- _WHAT TO WORK ON_
Send back the entries below exactly as they appear.

- _ENTRIES PROVIDED_
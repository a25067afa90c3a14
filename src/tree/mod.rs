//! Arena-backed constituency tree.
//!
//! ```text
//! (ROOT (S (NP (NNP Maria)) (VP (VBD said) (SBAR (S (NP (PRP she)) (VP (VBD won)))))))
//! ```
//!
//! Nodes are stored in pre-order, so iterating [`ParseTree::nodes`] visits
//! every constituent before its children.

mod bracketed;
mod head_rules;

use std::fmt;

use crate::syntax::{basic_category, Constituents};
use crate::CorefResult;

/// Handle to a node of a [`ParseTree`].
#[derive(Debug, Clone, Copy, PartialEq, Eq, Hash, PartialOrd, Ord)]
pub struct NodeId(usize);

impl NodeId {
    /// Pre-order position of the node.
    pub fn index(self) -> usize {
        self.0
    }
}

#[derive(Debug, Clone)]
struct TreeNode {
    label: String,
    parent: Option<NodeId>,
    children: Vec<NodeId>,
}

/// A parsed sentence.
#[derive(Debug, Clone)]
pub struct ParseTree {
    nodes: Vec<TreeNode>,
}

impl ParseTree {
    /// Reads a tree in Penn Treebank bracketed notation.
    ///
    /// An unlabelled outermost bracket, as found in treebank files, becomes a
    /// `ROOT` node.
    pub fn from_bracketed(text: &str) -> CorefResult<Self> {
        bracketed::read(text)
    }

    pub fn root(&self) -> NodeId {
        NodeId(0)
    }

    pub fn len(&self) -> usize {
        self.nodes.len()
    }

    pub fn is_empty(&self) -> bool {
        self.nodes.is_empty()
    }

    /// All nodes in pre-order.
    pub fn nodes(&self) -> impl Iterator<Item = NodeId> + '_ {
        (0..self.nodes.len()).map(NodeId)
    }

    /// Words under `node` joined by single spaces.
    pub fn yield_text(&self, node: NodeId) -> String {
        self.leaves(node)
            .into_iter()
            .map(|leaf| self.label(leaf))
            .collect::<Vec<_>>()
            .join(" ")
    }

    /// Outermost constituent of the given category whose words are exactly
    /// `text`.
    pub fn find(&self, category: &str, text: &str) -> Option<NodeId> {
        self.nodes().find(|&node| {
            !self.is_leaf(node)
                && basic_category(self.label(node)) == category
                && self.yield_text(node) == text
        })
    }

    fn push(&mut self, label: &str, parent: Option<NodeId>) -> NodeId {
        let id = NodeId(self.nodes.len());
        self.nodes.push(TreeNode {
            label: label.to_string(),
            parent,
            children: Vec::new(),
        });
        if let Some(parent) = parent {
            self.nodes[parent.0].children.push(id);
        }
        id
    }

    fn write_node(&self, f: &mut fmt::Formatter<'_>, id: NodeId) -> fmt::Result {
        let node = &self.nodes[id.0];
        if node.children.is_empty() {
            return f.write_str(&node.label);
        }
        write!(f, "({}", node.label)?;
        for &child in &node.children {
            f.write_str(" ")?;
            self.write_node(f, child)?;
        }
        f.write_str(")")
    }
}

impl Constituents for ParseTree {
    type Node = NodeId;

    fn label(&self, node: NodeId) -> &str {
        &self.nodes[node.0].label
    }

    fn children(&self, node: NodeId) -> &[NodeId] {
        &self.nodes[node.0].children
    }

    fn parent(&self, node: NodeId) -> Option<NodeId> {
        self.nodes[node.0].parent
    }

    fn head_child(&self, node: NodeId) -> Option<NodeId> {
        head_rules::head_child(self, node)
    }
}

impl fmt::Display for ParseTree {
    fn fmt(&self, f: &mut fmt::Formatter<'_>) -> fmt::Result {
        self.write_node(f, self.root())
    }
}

- _EXERCISE OUTPUT_
repository a25067afa90c3a14
filename src/tree/mod.rs
//! Arena-backed constituency tree.
//!
//! ```text
//! (ROOT (S (NP (NNP Maria)) (VP (VBD said) (SBAR (S (NP (PRP she)) (VP (VBD won)))))))
//! ```
//!
//! Nodes are stored in pre-order, so iterating [`ParseTree::nodes`] visits
//! every constituent before its children.

mod bracketed;
mod head_rules;

use std::fmt;

use crate::syntax::{basic_category, Constituents};
use crate::CorefResult;

/// Handle to a node of a [`ParseTree`].
#[derive(Debug, Clone, Copy, PartialEq, Eq, Hash, PartialOrd, Ord)]
pub struct NodeId(usize);

impl NodeId {
    /// Pre-order position of the node.
    pub fn index(self) -> usize {
        self.0
    }
}

#[derive(Debug, Clone)]
struct TreeNode {
    label: String,
    parent: Option<NodeId>,
    children: Vec<NodeId>,
}

/// A parsed sentence.
#[derive(Debug, Clone)]
pub struct ParseTree {
    nodes: Vec<TreeNode>,
}

impl ParseTree {
    /// Reads a tree in Penn Treebank bracketed notation.
    ///
    /// An unlabelled outermost bracket, as found in treebank files, becomes a
    /// `ROOT` node.
    pub fn from_bracketed(text: &str) -> CorefResult<Self> {
        bracketed::read(text)
    }

    pub fn root(&self) -> NodeId {
        NodeId(0)
    }

    pub fn len(&self) -> usize {
        self.nodes.len()
    }

    pub fn is_empty(&self) -> bool {
        self.nodes.is_empty()
    }

    /// All nodes in pre-order.
    pub fn nodes(&self) -> impl Iterator<Item = NodeId> + '_ {
        (0..self.nodes.len()).map(NodeId)
    }

    /// Words under `node` joined by single spaces.
    pub fn yield_text(&self, node: NodeId) -> String {
        self.leaves(node)
            .into_iter()
            .map(|leaf| self.label(leaf))
            .collect::<Vec<_>>()
            .join(" ")
    }

    /// Outermost constituent of the given category whose words are exactly
    /// `text`.
    pub fn find(&self, category: &str, text: &str) -> Option<NodeId> {
        self.nodes().find(|&node| {
            !self.is_leaf(node)
                && basic_category(self.label(node)) == category
                && self.yield_text(node) == text
        })
    }

    fn push(&mut self, label: &str, parent: Option<NodeId>) -> NodeId {
        let id = NodeId(self.nodes.len());
        self.nodes.push(TreeNode {
            label: label.to_string(),
            parent,
            children: Vec::new(),
        });
        if let Some(parent) = parent {
            self.nodes[parent.0].children.push(id);
        }
        id
    }

    fn write_node(&self, f: &mut fmt::Formatter<'_>, id: NodeId) -> fmt::Result {
        let node = &self.nodes[id.0];
        if node.children.is_empty() {
            return f.write_str(&node.label);
        }
        write!(f, "({}", node.label)?;
        for &child in &node.children {
            f.write_str(" ")?;
            self.write_node(f, child)?;
        }
        f.write_str(")")
    }
}

impl Constituents for ParseTree {
    type Node = NodeId;

    fn label(&self, node: NodeId) -> &str {
        &self.nodes[node.0].label
    }

    fn children(&self, node: NodeId) -> &[NodeId] {
        &self.nodes[node.0].children
    }

    fn parent(&self, node: NodeId) -> Option<NodeId> {
        self.nodes[node.0].parent
    }

    fn head_child(&self, node: NodeId) -> Option<NodeId> {
        head_rules::head_child(self, node)
    }
}

impl fmt::Display for ParseTree {
    fn fmt(&self, f: &mut fmt::Formatter<'_>) -> fmt::Result {
        self.write_node(f, self.root())
    }
}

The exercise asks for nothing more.